Kevin Sorbo, who starred as Hercules in the ’90s series Hercules: The Legendary Journeys, and is a right-wing Republican who apparently has been duped into a world of conspiracy theories, weighed in on a photo on Twitter of Trump supporters who breached the Capitol.
Sorbo, 62, a Trump supporter, was responding to a tweet from attorney and fellow Trump supporter Rogan O’Handley.
“Do these look like Trump supporters?” O’Handley tweeted, sharing a photo of pro-Trump rioters inside the Capitol Wednesday. “Or Leftist agitators disguised as Trump supporters…”
Twitter had already designated the tweet “manipulated media” because of O’Handley’s false claim. There is no evidence that the pro-Trump mob that breached the Capitol was made up of “Leftist agitators” or Antifa, as some have asserted.
But Sorbo quote-tweeted Handley, supporting his debunked claim.
“They don’t look like patriots to me…” he said, doubling down despite the overwhelming evidence that the group was made up of Trump supporters.
Lucy Lawless, who played the title character in the successful Hercules spinoff series Xena: Warrior Princess, was ready with her own pointed reply.

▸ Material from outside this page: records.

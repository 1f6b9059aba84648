mod command_test_helpers;

use command_test_helpers::Noop;
use parley_commands::{CommandService, ModuleBuilder};
use parley_core::{CommandServiceConfig, RunMode};
use parley_error::CommandErrorKind;

fn module_with(configure: impl FnOnce(&mut parley_commands::CommandBuilder)) -> ModuleBuilder {
    let mut module = ModuleBuilder::new();
    module.add_aliases(["m"]).add_command(configure);
    module
}

#[test]
fn command_without_alias_is_rejected() {
    let service = CommandService::default();
    let module = module_with(|command| {
        command.set_name("nameless").set_callback(Noop);
    });

    let err = module.build(&service).unwrap_err();
    assert_eq!(
        err.kind(),
        &CommandErrorKind::EmptyAliasList {
            target: "command".to_string()
        }
    );
}

#[test]
fn alias_check_precedes_callback_check() {
    let service = CommandService::default();
    let module = module_with(|_| {});

    let err = module.build(&service).unwrap_err();
    assert!(matches!(err.kind(), CommandErrorKind::EmptyAliasList { .. }));
}

#[test]
fn command_name_defaults_to_first_alias() {
    let service = CommandService::default();
    let module = module_with(|command| {
        command
            .add_aliases(["kick", "k"])
            .set_summary("Kick a member")
            .set_remarks("Requires moderator")
            .set_priority(3)
            .set_callback(Noop);
    });

    let info = module.build(&service).unwrap();
    let command = &info.commands()[0];
    assert_eq!(command.name(), "kick");
    assert_eq!(command.summary().as_deref(), Some("Kick a member"));
    assert_eq!(command.remarks().as_deref(), Some("Requires moderator"));
    assert_eq!(*command.priority(), 3);
    assert_eq!(command.aliases(), &["m kick", "m k"]);
}

#[test]
fn run_mode_resolves_against_service_default() {
    let service = CommandService::new(CommandServiceConfig {
        default_run_mode: RunMode::Async,
        ..CommandServiceConfig::default()
    });
    let mut module = ModuleBuilder::new();
    module
        .add_aliases(["m"])
        .add_command(|command| {
            command.add_aliases(["inherits"]).set_callback(Noop);
        })
        .add_command(|command| {
            command
                .add_aliases(["explicit"])
                .set_run_mode(RunMode::Sync)
                .set_callback(Noop);
        });

    let info = module.build(&service).unwrap();
    assert_eq!(*info.commands()[0].run_mode(), RunMode::Async);
    assert_eq!(*info.commands()[1].run_mode(), RunMode::Sync);
}

#[test]
fn parameters_are_built_in_order() {
    let service = CommandService::default();
    let module = module_with(|command| {
        command
            .add_aliases(["say"])
            .add_parameter("channel", |p| {
                p.set_summary("Where to post").set_default("general");
            })
            .add_parameter("text", |p| {
                p.set_remainder(true);
            })
            .set_callback(Noop);
    });

    let info = module.build(&service).unwrap();
    let parameters = info.commands()[0].parameters();
    assert_eq!(parameters.len(), 2);
    assert_eq!(parameters[0].name(), "channel");
    assert!(*parameters[0].is_optional());
    assert_eq!(parameters[0].default_value().as_deref(), Some("general"));
    assert_eq!(parameters[1].name(), "text");
    assert!(*parameters[1].is_remainder());
}

#[test]
fn remainder_parameter_must_be_last() {
    let service = CommandService::default();
    let module = module_with(|command| {
        command
            .add_aliases(["say"])
            .add_parameter("text", |p| {
                p.set_remainder(true);
            })
            .add_parameter("channel", |_| {})
            .set_callback(Noop);
    });

    let err = module.build(&service).unwrap_err();
    assert_eq!(
        err.kind(),
        &CommandErrorKind::MisplacedParameter {
            command: "say".to_string(),
            parameter: "text".to_string(),
        }
    );
}

#[test]
fn multiple_parameter_must_be_last() {
    let service = CommandService::default();
    let module = module_with(|command| {
        command
            .add_aliases(["tag"])
            .add_parameter("users", |p| {
                p.set_multiple(true);
            })
            .add_parameter("note", |p| {
                p.set_optional(true);
            })
            .set_callback(Noop);
    });

    let err = module.build(&service).unwrap_err();
    assert!(matches!(
        err.kind(),
        CommandErrorKind::MisplacedParameter { parameter, .. } if parameter == "users"
    ));
}

#[test]
fn parameter_requires_a_name() {
    let service = CommandService::default();
    let module = module_with(|command| {
        command
            .add_aliases(["say"])
            .add_parameter("", |_| {})
            .set_callback(Noop);
    });

    let err = module.build(&service).unwrap_err();
    assert_eq!(
        err.kind(),
        &CommandErrorKind::MissingParameterName("say".to_string())
    );
}

#[test]
fn case_sensitive_service_keeps_alias_case() {
    let service = CommandService::new(CommandServiceConfig {
        case_sensitive: true,
        separator_char: '/',
        ..CommandServiceConfig::default()
    });
    let mut module = ModuleBuilder::new();
    module.add_aliases(["Mod"]).add_command(|command| {
        command.add_aliases(["Ban"]).set_callback(Noop);
    });

    let info = module.build(&service).unwrap();
    assert_eq!(info.commands()[0].aliases(), &["Mod/Ban"]);
}
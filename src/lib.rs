//! # Media Connection Benchmark Library
//!
//! Measures how fast a media framework moves frames from one component to
//! another. A source (pattern generator or camera) is connected to a
//! destination (discard sink or display sink), the connection runs for a
//! fixed wall-clock window, and the frame counters of both ends are turned
//! into frame and byte rates.
//!
//! ## Architecture Overview
//!
//! - `vocabulary`: abbreviation-tolerant matching of enumerated option values
//! - `cli`: command-line definition
//! - `config`: validation of the command line into a `ResolvedConfig`
//! - `framework`: the capability interface to the media framework, plus an
//!   in-process simulation of it
//! - `harness`: the component/port/connection lifecycle of one run
//! - `stats`: frame and byte rates from port counters
//! - `results`: JSON run reports
//! - `logging`: diagnostic line formatting
//!
//! ## Usage Example
//!
//! ```rust,no_run
//! use media_conn_bench::{PipelineHarness, ResolvedConfig, SimFramework};
//!
//! #[tokio::main]
//! async fn main() -> anyhow::Result<()> {
//!     let invocation = ResolvedConfig::resolve(["conn-bench", "-d", "render", "-t", "500"])?;
//!     let mut harness = PipelineHarness::new(SimFramework::new(), invocation.config);
//!     let summary = harness.run().await?;
//!
//!     for report in &summary.reports {
//!         println!("{}", report);
//!     }
//!     Ok(())
//! }
//! ```

pub mod cli;

/// Run configuration and its validation
///
/// Resolves abbreviated option values, applies defaults and rejects
/// combinations the pipeline cannot run.
pub mod config;

/// Media framework capability interface
///
/// The `MediaFramework` trait is everything the harness may ask of the
/// framework. `SimFramework` implements it in-process.
pub mod framework;

/// Pipeline lifecycle state machine
pub mod harness;

pub mod logging;

pub mod results;

pub mod stats;

pub mod vocabulary;

pub use cli::Args;
pub use config::{ConfigError, Invocation, ResolvedConfig};
pub use framework::{FrameworkError, MediaFramework, SimFramework};
pub use harness::{HarnessError, PipelineHarness, PipelinePhase, RunSummary};
pub use results::RunReport;
pub use stats::StatsReport;
pub use vocabulary::{match_index, MatchError, Vocabulary};

/// The current version of the benchmark, recorded in run reports
pub const VERSION: &str = env!("CARGO_PKG_VERSION");

/// Default option values
pub mod defaults {
    /// Default frame width in pixels
    pub const WIDTH: u32 = 1920;

    /// Default frame height in pixels
    pub const HEIGHT: u32 = 1080;

    /// Default run window in milliseconds
    pub const DURATION_MS: u64 = 1000;

    /// Default source output port
    ///
    /// Port 0 is the only output of the pattern source and the preview
    /// output of the camera.
    pub const OUTPUT_PORT: u32 = 0;
}
//! # Run Configuration
//!
//! Turns the raw command-line values into a [`ResolvedConfig`]: every
//! enumerated switch is resolved through the abbreviation matcher in
//! [`crate::vocabulary`], numeric switches are taken as parsed, and the
//! cross-field rule (a pattern source only has output port 0) is enforced
//! before any component exists.
//!
//! Each enumerated kind maps its variants to the names the framework
//! knows them by with a `match`, so a variant can never be paired with the
//! wrong framework name.

use crate::{
    cli::Args,
    framework::{ConnectionMode, FourCc},
    vocabulary::{MatchError, Vocabulary},
};
use clap::{error::ErrorKind, Parser};
use serde::{Deserialize, Serialize};
use std::ffi::OsString;
use std::fmt;
use std::path::PathBuf;
use std::time::Duration;
use thiserror::Error;

/// Frame encoding requested on both ends of the connection
#[derive(Clone, Copy, Debug, PartialEq, Eq, Serialize, Deserialize)]
pub enum Encoding {
    I420,
    Rgba,
    Opaque,
}

impl Encoding {
    pub fn fourcc(self) -> FourCc {
        match self {
            Encoding::I420 => FourCc::from_bytes(*b"I420"),
            Encoding::Rgba => FourCc::from_bytes(*b"RGBA"),
            Encoding::Opaque => FourCc::from_bytes(*b"OPQV"),
        }
    }
}

impl Vocabulary for Encoding {
    const ALL: &'static [Self] = &[Encoding::I420, Encoding::Rgba, Encoding::Opaque];

    fn name(self) -> &'static str {
        match self {
            Encoding::I420 => "i420",
            Encoding::Rgba => "rgba",
            Encoding::Opaque => "opaque",
        }
    }
}

/// Component producing frames
#[derive(Clone, Copy, Debug, PartialEq, Eq, Serialize, Deserialize)]
pub enum SourceKind {
    /// Test pattern generator
    Pattern,
    Camera,
}

impl SourceKind {
    pub fn component_name(self) -> &'static str {
        match self {
            SourceKind::Pattern => "vc.ril.source",
            SourceKind::Camera => "vc.ril.camera",
        }
    }
}

impl Vocabulary for SourceKind {
    const ALL: &'static [Self] = &[SourceKind::Pattern, SourceKind::Camera];

    fn name(self) -> &'static str {
        match self {
            SourceKind::Pattern => "source",
            SourceKind::Camera => "camera",
        }
    }
}

/// Picture generated by the pattern source
#[derive(Clone, Copy, Debug, PartialEq, Eq, Serialize, Deserialize)]
pub enum Pattern {
    White,
    Black,
    Diagonal,
    Noise,
    Random,
    Colour,
    Blocks,
    Swirly,
}

impl Pattern {
    /// Pattern selector understood by the pattern source
    pub fn selector(self) -> u32 {
        match self {
            Pattern::White => 0,
            Pattern::Black => 1,
            Pattern::Diagonal => 2,
            Pattern::Noise => 3,
            Pattern::Random => 4,
            Pattern::Colour => 5,
            Pattern::Blocks => 6,
            Pattern::Swirly => 7,
        }
    }
}

impl Vocabulary for Pattern {
    const ALL: &'static [Self] = &[
        Pattern::White,
        Pattern::Black,
        Pattern::Diagonal,
        Pattern::Noise,
        Pattern::Random,
        Pattern::Colour,
        Pattern::Blocks,
        Pattern::Swirly,
    ];

    fn name(self) -> &'static str {
        match self {
            Pattern::White => "white",
            Pattern::Black => "black",
            Pattern::Diagonal => "diagonal",
            Pattern::Noise => "noise",
            Pattern::Random => "random",
            Pattern::Colour => "colour",
            Pattern::Blocks => "blocks",
            Pattern::Swirly => "swirly",
        }
    }
}

/// Component consuming frames
#[derive(Clone, Copy, Debug, PartialEq, Eq, Serialize, Deserialize)]
pub enum DestKind {
    /// Discards every frame
    Null,
    /// Displays every frame
    Render,
}

impl DestKind {
    pub fn component_name(self) -> &'static str {
        match self {
            DestKind::Null => "vc.null_sink",
            DestKind::Render => "vc.ril.video_render",
        }
    }
}

impl Vocabulary for DestKind {
    const ALL: &'static [Self] = &[DestKind::Null, DestKind::Render];

    fn name(self) -> &'static str {
        match self {
            DestKind::Null => "null",
            DestKind::Render => "render",
        }
    }
}

impl Vocabulary for ConnectionMode {
    const ALL: &'static [Self] = &[
        ConnectionMode::Tunnel,
        ConnectionMode::Callback,
        ConnectionMode::Queue,
    ];

    fn name(self) -> &'static str {
        match self {
            ConnectionMode::Tunnel => "tunnel",
            ConnectionMode::Callback => "callback",
            ConnectionMode::Queue => "queue",
        }
    }
}

/// Why the command line could not be turned into a run configuration
#[derive(Debug, Error)]
pub enum ConfigError {
    #[error("Ambiguous {switch}: {value}")]
    Ambiguous { switch: &'static str, value: String },

    #[error("Unknown {switch}: {value}")]
    Unknown { switch: &'static str, value: String },

    #[error("Extra argument(s) after options: {}", .0.join(" "))]
    ExtraArguments(Vec<String>),

    #[error("Output port must be 0 for source source (got {0})")]
    OutputPortNotZero(u32),

    #[error("Camera number out of range: {0}")]
    CameraNumOutOfRange(u32),

    /// Usage text to print before exiting successfully
    #[error("help requested")]
    HelpRequested(String),

    #[error(transparent)]
    Cli(clap::Error),
}

impl ConfigError {
    /// Whether the process should still exit successfully
    pub fn is_help(&self) -> bool {
        matches!(self, ConfigError::HelpRequested(_))
    }
}

/// Validated parameters of one benchmark run
#[derive(Clone, Debug, PartialEq, Eq, Serialize, Deserialize)]
pub struct ResolvedConfig {
    pub encoding: Encoding,
    /// Frame width in pixels, before alignment
    pub width: u32,
    /// Frame height in pixels, before alignment
    pub height: u32,
    /// How long the connection runs
    pub duration: Duration,
    pub source: SourceKind,
    /// Only used by the pattern source
    pub pattern: Pattern,
    /// Only used by the camera
    pub camera_num: Option<i32>,
    pub output_port: u32,
    pub dest: DestKind,
    pub connection: ConnectionMode,
}

impl Default for ResolvedConfig {
    fn default() -> Self {
        Self {
            encoding: Encoding::ALL[0],
            width: crate::defaults::WIDTH,
            height: crate::defaults::HEIGHT,
            duration: Duration::from_millis(crate::defaults::DURATION_MS),
            source: SourceKind::Pattern,
            pattern: Pattern::White,
            camera_num: None,
            output_port: crate::defaults::OUTPUT_PORT,
            dest: DestKind::Null,
            connection: ConnectionMode::Tunnel,
        }
    }
}

/// Outcome of resolving a full argument vector
#[derive(Clone, Debug)]
pub struct Invocation {
    pub config: ResolvedConfig,
    /// Where to write the JSON run report, if anywhere
    pub report: Option<PathBuf>,
}

impl ResolvedConfig {
    /// Resolve a complete argument vector, program name first.
    ///
    /// The program name is used in the usage text carried by
    /// [`ConfigError::HelpRequested`].
    pub fn resolve<I, T>(argv: I) -> Result<Invocation, ConfigError>
    where
        I: IntoIterator<Item = T>,
        T: Into<OsString> + Clone,
    {
        let args = Args::try_parse_from(argv).map_err(|e| match e.kind() {
            ErrorKind::DisplayHelp | ErrorKind::DisplayVersion => {
                ConfigError::HelpRequested(e.render().to_string())
            }
            _ => ConfigError::Cli(e),
        })?;
        let config = Self::from_args(&args)?;
        Ok(Invocation {
            config,
            report: args.report,
        })
    }

    /// Validate already parsed arguments
    pub fn from_args(args: &Args) -> Result<Self, ConfigError> {
        if !args.extra.is_empty() {
            return Err(ConfigError::ExtraArguments(args.extra.clone()));
        }

        let defaults = Self::default();
        let config = Self {
            encoding: resolve_switch("encoding", args.encoding.as_deref(), defaults.encoding)?,
            width: args.width,
            height: args.height,
            duration: Duration::from_millis(args.msec),
            source: resolve_switch("source", args.source.as_deref(), defaults.source)?,
            pattern: resolve_switch("pattern", args.pattern.as_deref(), defaults.pattern)?,
            camera_num: args
                .camera_num
                .map(|num| i32::try_from(num).map_err(|_| ConfigError::CameraNumOutOfRange(num)))
                .transpose()?,
            output_port: args.output_port,
            dest: resolve_switch("dest", args.dest.as_deref(), defaults.dest)?,
            connection: resolve_switch("conn", args.conn.as_deref(), defaults.connection)?,
        };

        if config.source == SourceKind::Pattern && config.output_port != 0 {
            return Err(ConfigError::OutputPortNotZero(config.output_port));
        }

        Ok(config)
    }

    /// Whether the chosen source port only produces frames once capture
    /// has been requested
    pub fn needs_capture_start(&self) -> bool {
        self.source == SourceKind::Camera && matches!(self.output_port, 1 | 2)
    }
}

fn resolve_switch<V: Vocabulary>(
    switch: &'static str,
    value: Option<&str>,
    default: V,
) -> Result<V, ConfigError> {
    let Some(value) = value else {
        return Ok(default);
    };
    V::lookup(value).map_err(|e| match e {
        MatchError::Ambiguous => ConfigError::Ambiguous {
            switch,
            value: value.to_string(),
        },
        MatchError::NotFound => ConfigError::Unknown {
            switch,
            value: value.to_string(),
        },
    })
}

/// A variant shown as `name (framework name)`
struct Described<'a>(pub &'a str, pub &'a str);

impl fmt::Display for Described<'_> {
    fn fmt(&self, f: &mut fmt::Formatter<'_>) -> fmt::Result {
        write!(f, "{} ({})", self.0, self.1)
    }
}

impl fmt::Display for ResolvedConfig {
    fn fmt(&self, f: &mut fmt::Formatter<'_>) -> fmt::Result {
        writeln!(
            f,
            "encoding: {}",
            Described(self.encoding.name(), &self.encoding.fourcc().to_string())
        )?;
        writeln!(f, "width: {}", self.width)?;
        writeln!(f, "height: {}", self.height)?;
        writeln!(f, "msec: {}", self.duration.as_millis())?;
        writeln!(
            f,
            "source: {}",
            Described(self.source.name(), self.source.component_name())
        )?;
        writeln!(f, "pattern: {}", self.pattern.name())?;
        match self.camera_num {
            Some(num) => writeln!(f, "camera_num: {}", num)?,
            None => writeln!(f, "camera_num: not set")?,
        }
        writeln!(f, "source_output_port: {}", self.output_port)?;
        writeln!(
            f,
            "dest: {}",
            Described(self.dest.name(), self.dest.component_name())
        )?;
        write!(f, "conn: {}", self.connection.name())
    }
}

“No, Peanut,” she said, replying to her former castmate’s tweet. “They are not Patriots. They are your flying monkeys, homegrown terrorists, QAnon actors. They are the dochebags that go out and do the evil bidding of people like you who like to wind them up like toys and let them do their worst. #keepingYourFilthyHandsclean #enabler.”
Twitter was quite impressed with her comeback as “Peanut” became a trending topic.
Where Kevin Sorbo’s conspiracy theory came from
A number of right-wingers are pushing this completely baseless theory that liberals infiltrated the pro-Trump protests against democracy and instigated the violence the crowd committed. Some, like Sorbo and multiple Republican members of congress, are all in on this idea, while others, like Sean Hannity, have been a bit more circumspect in their language so they can say they’re “just asking questions” or whatever.
This idea has permeated the far-right sphere of influence on Thursday, even though it’s completely false. The conspiracy theory comes from the conservative Washington Times, which published an article on Wednesday claiming a facial recognition software company identified left-wing agitators in the frenzied terrorist mob.
The only problem? The company referenced in the story says the Washington Times made it up and issued a cease-and-desist order against the publication. The Washington Times then unpublished the article.